//! ENS command implementation.

use std::io::Write;

use af_sdk::{EnsApi, EnsRecordStatus};

use crate::cli::EnsCommands;
use crate::error::CliError;
use crate::output::{OutputFormat, WaitReport, status_label};
use crate::poll::PollPolicy;
use crate::wait::{wait_for_ens_record_verification_result, wait_until_ens_record_deleted};

/// Handler for `ens` subcommands.
#[derive(Debug)]
pub struct EnsCommand<'a, E> {
    ens: &'a E,
    policy: PollPolicy,
}

impl<'a, E: EnsApi> EnsCommand<'a, E> {
    /// Creates a new ENS command handler.
    #[must_use]
    pub const fn new(ens: &'a E) -> Self {
        Self {
            ens,
            policy: PollPolicy::RESOURCE,
        }
    }

    /// Polling budget for waits.
    #[must_use]
    pub const fn with_policy(mut self, policy: PollPolicy) -> Self {
        self.policy = policy;
        self
    }

    /// Executes the ENS subcommand.
    ///
    /// # Errors
    ///
    /// Returns error if a lookup fails or verification failed.
    pub async fn execute<W: Write>(
        &self,
        out: &mut W,
        format: &OutputFormat,
        command: &EnsCommands,
    ) -> Result<(), CliError> {
        match command {
            EnsCommands::Wait { id } => self.wait(out, format, id).await,
            EnsCommands::WaitDeleted { id } => {
                let gone = wait_until_ens_record_deleted(self.ens, id, self.policy).await;
                format.write(out, &WaitReport::deletion("ens record", id, gone))
            }
        }
    }

    async fn wait<W: Write>(&self, out: &mut W, format: &OutputFormat, id: &str) -> Result<(), CliError> {
        let report = match wait_for_ens_record_verification_result(self.ens, id, self.policy).await? {
            Some(EnsRecordStatus::Active) => {
                WaitReport::settled("ens record", id, status_label(&EnsRecordStatus::Active))
            }
            Some(status) => {
                return Err(CliError::Command(format!(
                    "ens record {id} could not be verified ({})",
                    status_label(&status)
                )));
            }
            None => WaitReport::pending("ens record", id),
        };

        format.write(out, &report)
    }
}

#[cfg(test)]
mod tests {
    use super::*;
    use crate::cli::Format;
    use af_sdk::{PersonalAccessTokenService, SdkClient, SdkError, SdkOptions};
    use httpmock::prelude::*;
    use serde_json::json;
    use std::time::Duration;

    fn sdk(server: &MockServer) -> SdkClient {
        SdkClient::new(
            SdkOptions::new(server.url("/graphql")),
            PersonalAccessTokenService::new("pat_123", Some("proj_1".into())),
        )
        .expect("client")
    }

    #[tokio::test]
    async fn active_record_is_reported() {
        let server = MockServer::start_async().await;
        server
            .mock_async(|when, then| {
                when.method(POST)
                    .path("/graphql")
                    .header("x-project-id", "proj_1")
                    .body_includes("ensRecord");
                then.status(200).json_body(json!({
                    "data": { "ensRecord": { "id": "ens_1", "name": "site.eth", "status": "ACTIVE" } }
                }));
            })
            .await;

        let sdk = sdk(&server);
        let ens = sdk.ens();
        let mut out = Vec::new();
        EnsCommand::new(&ens)
            .with_policy(PollPolicy::new(Duration::from_millis(1), 2))
            .execute(
                &mut out,
                &OutputFormat::new(Format::Table),
                &EnsCommands::Wait { id: "ens_1".into() },
            )
            .await
            .expect("wait");

        assert_eq!(String::from_utf8(out).expect("utf8"), "✓ ens record ens_1: ACTIVE\n");
    }

    #[tokio::test]
    async fn deleted_record_is_reported() {
        let server = MockServer::start_async().await;
        let lookup = server
            .mock_async(|when, then| {
                when.method(POST).path("/graphql").body_includes("ensRecord");
                then.status(200).json_body(json!({ "data": { "ensRecord": null } }));
            })
            .await;

        let sdk = sdk(&server);
        let ens = sdk.ens();
        let mut out = Vec::new();
        EnsCommand::new(&ens)
            .with_policy(PollPolicy::new(Duration::from_millis(1), 2))
            .execute(
                &mut out,
                &OutputFormat::new(Format::Json),
                &EnsCommands::WaitDeleted { id: "ens_1".into() },
            )
            .await
            .expect("wait");

        lookup.assert_hits_async(1).await;
        let printed = String::from_utf8(out).expect("utf8");
        assert!(printed.contains("\"status\": \"DELETED\""));
        assert!(printed.contains("\"settled\": true"));
    }

    #[tokio::test]
    async fn missing_record_fails_the_wait() {
        let server = MockServer::start_async().await;
        server
            .mock_async(|when, then| {
                when.method(POST).path("/graphql");
                then.status(200).json_body(json!({ "data": { "ensRecord": null } }));
            })
            .await;

        let sdk = sdk(&server);
        let ens = sdk.ens();
        let err = EnsCommand::new(&ens)
            .execute(
                &mut Vec::new(),
                &OutputFormat::default(),
                &EnsCommands::Wait { id: "ens_404".into() },
            )
            .await
            .expect_err("not found");
        assert!(matches!(err, CliError::Sdk(SdkError::NotFound { .. })));
    }
}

To do:
Wherever a line in the entries above holds "crate", copy that line.

Answer area:
use crate::cli::EnsCommands;
use crate::error::CliError;
use crate::output::{OutputFormat, WaitReport, status_label};
use crate::poll::PollPolicy;
use crate::wait::{wait_for_ens_record_verification_result, wait_until_ens_record_deleted};
    use crate::cli::Format;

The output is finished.